Toplum olamamanın anatomisini çözmek için üç boyutlu bir analize ihtiyaç var. Kültürel boyut, sorgulamanın hoş görülmediği, farklı düşünmenin bastırıldığı ortamları işaret ediyor. Kurumsal boyut, standartlaştırıcı eğitim sistemini ve bireysel farklılıkların törpülenmesini kapsıyor. Teknolojik boyut ise dijital dünyanın hız, tüketim ve yüzeysellik dayatmasını öne çıkarıyor. Bu üç boyutun kesişiminde yetişen gençler, karar verme süreçlerinde çoğunlukla edilgenleşiyor. Onları radikal karar alabilen bireyler olarak yetiştirmek istiyorsak, bu üç baskıyı da sorgulamak ve yeniden yapılandırmak zorundayız.

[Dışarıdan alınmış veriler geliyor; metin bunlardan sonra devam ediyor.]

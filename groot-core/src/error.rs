use std::path::PathBuf;
use thiserror::Error;

pub type Result<T> = std::result::Result<T, Error>;

#[derive(Error, Debug)]
pub enum Error {
    #[error("IO error: {0}")]
    Io(#[from] std::io::Error),

    #[error("Serialization error: {0}")]
    Serialization(#[from] serde_json::Error),

    #[error("Object not found: {0}")]
    NotFound(String),

    #[error("Cannot read {path}: {source}")]
    SourceNotFound {
        path: String,
        #[source]
        source: std::io::Error,
    },

    #[error("Corrupt commit {hash}: {reason}")]
    CorruptCommit { hash: String, reason: String },

    #[error("Nothing to commit")]
    NothingToCommit,

    #[error("Not a groot repository: {0}")]
    NotARepository(PathBuf),
}
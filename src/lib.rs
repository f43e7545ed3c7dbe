//! # groot
//!
//! A minimal single-user version-control engine. This crate re-exports
//! [`groot_core`]; the `groot` binary lives in `groot-cli`.

pub use groot_core::*;
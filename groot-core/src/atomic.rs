use crate::error::Result;
use std::fs;
use std::io::Write;
use std::path::Path;
use uuid::Uuid;

/// Replaces `target` with `contents` so that readers see either the old file
/// or the new one, never a partial write.
///
/// The temp file lives next to the target so the final `rename` stays on one
/// filesystem.
pub(crate) fn write_atomic(target: &Path, contents: &[u8]) -> Result<()> {
    let dir = target.parent().unwrap_or_else(|| Path::new("."));
    let file_name = target
        .file_name()
        .map(|name| name.to_string_lossy().into_owned())
        .unwrap_or_default();
    let temp_path = dir.join(format!(".{}.{}.tmp", file_name, Uuid::new_v4()));

    let result = (|| -> Result<()> {
        let mut temp_file = fs::File::create(&temp_path)?;
        temp_file.write_all(contents)?;
        temp_file.sync_all()?;
        drop(temp_file);
        fs::rename(&temp_path, target)?;
        Ok(())
    })();

    if result.is_err() {
        let _ = fs::remove_file(&temp_path);
    }
    result
}
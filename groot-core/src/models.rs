use crate::error::{Error, Result};
use chrono::{DateTime, SubsecRound, Utc};
use serde::{Deserialize, Serialize};

/// A staged file: the path the user gave and the hash of its content.
#[derive(Debug, Clone, PartialEq, Eq, Serialize, Deserialize)]
pub struct StageEntry {
    pub path: String,
    pub hash: String,
}

impl StageEntry {
    pub fn new(path: impl Into<String>, hash: impl Into<String>) -> Self {
        Self {
            path: path.into(),
            hash: hash.into(),
        }
    }
}

/// An immutable snapshot of the staging index.
///
/// Commits are stored as objects, so the field order below is part of the
/// on-disk format: serializing the same commit must always produce the same
/// bytes, and therefore the same hash.
#[derive(Debug, Clone, PartialEq, Eq, Serialize, Deserialize)]
#[serde(deny_unknown_fields)]
pub struct Commit {
    #[serde(with = "iso8601")]
    pub timestamp: DateTime<Utc>,
    pub message: String,
    pub files: Vec<StageEntry>,
    pub parent: Option<String>,
}

impl Commit {
    pub fn new(message: String, files: Vec<StageEntry>) -> Self {
        Self {
            // The on-disk format keeps milliseconds only
            timestamp: Utc::now().trunc_subsecs(3),
            message,
            files,
            parent: None,
        }
    }

    pub fn with_parent(mut self, parent: Option<String>) -> Self {
        self.parent = parent;
        self
    }

    pub fn is_root(&self) -> bool {
        self.parent.is_none()
    }

    /// Looks up the entry recorded for `path`. When a path was staged more
    /// than once, the most recent entry wins.
    pub fn file(&self, path: &str) -> Option<&StageEntry> {
        self.files.iter().rev().find(|entry| entry.path == path)
    }

    pub fn to_bytes(&self) -> Result<Vec<u8>> {
        Ok(serde_json::to_vec(self)?)
    }

    pub fn from_bytes(hash: &str, bytes: &[u8]) -> Result<Self> {
        serde_json::from_slice(bytes).map_err(|e| Error::CorruptCommit {
            hash: hash.to_string(),
            reason: e.to_string(),
        })
    }
}

mod iso8601 {
    use chrono::{DateTime, SecondsFormat, Utc};
    use serde::{Deserialize, Deserializer, Serializer};

    pub fn serialize<S: Serializer>(ts: &DateTime<Utc>, s: S) -> Result<S::Ok, S::Error> {
        s.serialize_str(&ts.to_rfc3339_opts(SecondsFormat::Millis, true))
    }

    pub fn deserialize<'de, D: Deserializer<'de>>(d: D) -> Result<DateTime<Utc>, D::Error> {
        let raw = String::deserialize(d)?;
        DateTime::parse_from_rfc3339(&raw)
            .map(|ts| ts.with_timezone(&Utc))
            .map_err(serde::de::Error::custom)
    }
}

Asıl mesele, sayısal çoğunluğun yarattığı kalabalıklar ile değerler etrafında örgütlenen toplum arasındaki ayrımı idrak edebilmektir. Kalabalık, rastlantısal bir yakınlıktan ibarettir; aynı mekânda, aynı gündemde yahut aynı ekranda buluşanların tesadüfi kümelenmesidir. Oysa toplum, bireylerin özgür iradesiyle seçtiği bir ortaklıktır; krizlere, çatışmalara ve belirsizliklere rağmen devam edebilen bir bütünlüktür.
Bu yüzden toplum olmak, yalnızca birlikte yaşamak değil; birlikte anlam üretmek, birlikte sorumluluk almak ve birlikte geleceği kurma iradesi gösterebilmektir.Eğer genç kuşakları sürekli olarak güvenli alanlarda tutar, hata yapma ihtimalinden uzaklaştırır ve eleştirel düşünme cesaretini törpülersek; geriye yalnızca birbirine benzeyen, risk almaktan kaçınan kalabalıklar kalır. Oysa kalabalıklar, ilk kriz anında çözülür; toplumu ayakta tutan ise bireylerin özgürce aldığı kararların ortaklaşa biçimde süreklilik kazanmasıdır. Bu nedenle gençlere kazandırılması gereken en temel beceri, 'radikal karar alma yetisi'dir. Radikal karar, rastgele bir başkaldırı değil; tarihsel sürekliliği kırıp yenilikçi bir yol açabilme kudretidir.
Unutulmamalıdır ki bireysel cesaret olmadan toplumsal cesaret inşa edilemez. Toplumsal dönüşümün motoru, daima kendi özgürlüğünün farkında olan ve bu özgürlüğü ortak iyinin hizmetine sunabilen bireyler olmuştur. Gençlerin hata yapma özgürlüğü, eleştirel sorgulama alışkanlığı ve risk alabilme kapasitesi, yalnızca onların kişisel geleceğini değil, toplumun varlık koşullarını da belirleyecektir. Gerçek bir toplum, işte bu cesareti içselleştirmiş bireylerin omuzlarında yükselecektir.